Nintendo recently revealed what it called the final major update for Super Mario Maker 2. It’s a pretty huge update to be fair, adding the ability for players to create entire Mario “worlds” instead of just levels. That’s a pretty big adjustment to the Mario Maker structure, and thematically speaking even a pretty good final update. But the problem isn’t the final update or its content; the problem is everything leading up to this point. Despite how popular it is, how great the concept is, and how hard Nintendo pushed it at times, it still feels like Nintendo dropped the ball this time.
Super Mario Maker 2 was practically necessary. The first time around was a huge success, but only relatively speaking. The Wii U was a doomed platform for a variety of reasons, and there was no single game that was able to change that course. Everyone who touched Super Mario Maker 2 loved it, but the audience just wasn’t big enough for it (or any other Wii U game really). So when the Nintendo Switch came out and was an instant hit, a follow-up was practically a requirement.
But the thing about the first Mario Maker was that Nintendo kept supporting it. There was a steady clip of new content that kept people coming back to the game. More importantly, it kept streamers and other content creators coming back. Even personalities like Waypoint’s Patrick Klepek were able to sustain interest outside of those spheres via streaming and sharing Mario Maker levels. Not every update was huge, but a steady flow of content means a steady flow of engagement.
At first it seemed like Super Mario Maker 2 would be a huge deal. As the game was announced and on the way, Nintendo really pushed it. It had its own Nintendo Direct stream, and tons of attention was drawn to all the new features. But after it came out… the floodgates immediately slammed shut. Mario Maker 2 was frontloaded with plenty of new content, sure, but this is the kind of game that suffers from a fire and forget approach. It took months for any updates of note, and content creators (such as Klepek, who is often the journalism world’s Mario Maker evangelist) got bored.
The next big Super Mario Maker 2 update made Link a playable character, and the fanbase immediately jumped back to the game. This was a step further than the first game’s costumes, and fans were able to create brand new kinds of levels. But then it was back to quiet. Perhaps before and after this there were smaller updates, but nobody really talked about them. Then the most recent update was announced, and the reaction was more surprise that something new was coming, rather than excitement over the update itself. And it was compounded by Nintendo’s announcement straight-up drawing attention to the “final” part.
Super Mario Maker 2 is a great game, but it could have been a lot more. This is more of a case of missed potential, rather than a disappointing or bad game overall.

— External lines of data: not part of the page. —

impl InvokeOptions {
    /// Creates options for an interaction.
    #[must_use]
    pub fn new(interaction_name: impl Into<String>, named_parameters: Value) -> Self {
        Self {
            interaction_name: interaction_name.into(),
            named_parameters,
            ..Self::default()
        }
    }

    /// Sets the target control path.
    #[inline]
    #[must_use]
    pub fn with_control_path(mut self, control_path: impl Into<String>) -> Self {
        self.control_path = Some(control_path.into());
        self
    }

    /// Sets the target form id.
    #[inline]
    #[must_use]
    pub fn with_form_id(mut self, form_id: impl Into<String>) -> Self {
        self.form_id = Some(form_id.into());
        self
    }

    /// Sets the system action code.
    #[inline]
    #[must_use]
    pub fn with_system_action(mut self, system_action: i64) -> Self {
        self.system_action = Some(system_action);
        self
    }

    /// Sets the open form ids explicitly.
    #[inline]
    #[must_use]
    pub fn with_open_form_ids(mut self, open_form_ids: Vec<String>) -> Self {
        self.open_form_ids = Some(open_form_ids);
        self
    }

    /// Sets the sequence marker explicitly.
    #[inline]
    #[must_use]
    pub fn with_sequence_no(mut self, sequence_no: impl Into<String>) -> Self {
        self.sequence_no = Some(sequence_no.into());
        self
    }

    /// Sets the acknowledged server sequence explicitly.
    #[inline]
    #[must_use]
    pub fn with_last_client_ack_sequence_number(mut self, sequence: i64) -> Self {
        self.last_client_ack_sequence_number = Some(sequence);
        self
    }

    /// Sets the response timeout.
    #[inline]
    #[must_use]
    pub fn with_timeout(mut self, timeout: Duration) -> Self {
        self.timeout = Some(timeout);
        self
    }

    /// Sets the cancellation token.
    #[inline]
    #[must_use]
    pub fn with_cancel(mut self, cancel: CancellationToken) -> Self {
        self.cancel = Some(cancel);
        self
    }
}

// ============================================================================
// AdapterState
// ============================================================================

/// Session bookkeeping shared with the raw subscriber.
#[derive(Debug)]
struct AdapterState {
    server_session: Option<ServerSession>,
    client_session_id: String,
    client_sequence: u64,
    last_server_sequence: i64,
    open_form_ids: Vec<String>,
}

impl AdapterState {
    fn new() -> Self {
        Self {
            server_session: None,
            client_session_id: Uuid::new_v4().to_string(),
            client_sequence: 0,
            last_server_sequence: -1,
            open_form_ids: Vec::new(),
        }
    }

    fn observe_sequence(&mut self, sequence: Option<i64>) {
        if let Some(sequence) = sequence
            && sequence > self.last_server_sequence
        {
            self.last_server_sequence = sequence;
        }
    }

    fn observe(&mut self, handlers: &[Handler]) {
        for handler in handlers {
            match handler {
                Handler::SessionInit(session) => {
                    debug!(session_id = %session.session_id, "Server session initialized");
                    self.server_session = Some(session.clone());
                }
                Handler::CallbackResponse {
                    sequence_number, ..
                } => self.observe_sequence(*sequence_number),
                Handler::FormToShow(form) => {
                    if let Some(form_id) = form.form_id()
                        && !self.open_form_ids.iter().any(|id| id == form_id)
                    {
                        self.open_form_ids.push(form_id.to_string());
                    }
                }
                Handler::FormClosed { form_id } => self.forget_form(form_id),
                Handler::PropertyChanges { .. } | Handler::Raw { .. } => {}
            }
        }
    }

    fn forget_form(&mut self, form_id: &str) {
        self.open_form_ids.retain(|id| id != form_id);
    }

    fn session_id(&self) -> String {
        self.server_session
            .as_ref()
            .map_or_else(|| self.client_session_id.clone(), |s| s.session_id.clone())
    }
}

// ============================================================================
// ProtocolAdapter
// ============================================================================

/// Typed session calls over a JSON-RPC channel.
pub struct ProtocolAdapter {
    /// Underlying channel.
    channel: Arc<dyn RpcChannel>,
    /// Unsolicited handler events.
    emitter: Arc<HandlerEventEmitter>,
    /// Session bookkeeping.
    state: Arc<Mutex<AdapterState>>,
    /// Raw subscription, once attached.
    subscription: Mutex<Option<SubscriptionId>>,
    /// Notified with the form id of every closed form.
    form_closed: Arc<SubscriberRegistry<String>>,
    /// Interaction used by `fetch_filter_metadata`.
    filter_interaction: String,
}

But with all the great stuff included in Super Mario Maker 2 at launch, the people playing it are going to burn through it all no matter what. And with the additional “styles” section only ending up with one additional style, it’s no wonder that people were expecting more. It’s a shame because Mario Maker could be a real platform, but a need for sequels or a lack of resources available for post-launch support mean it hasn’t gotten there just yet.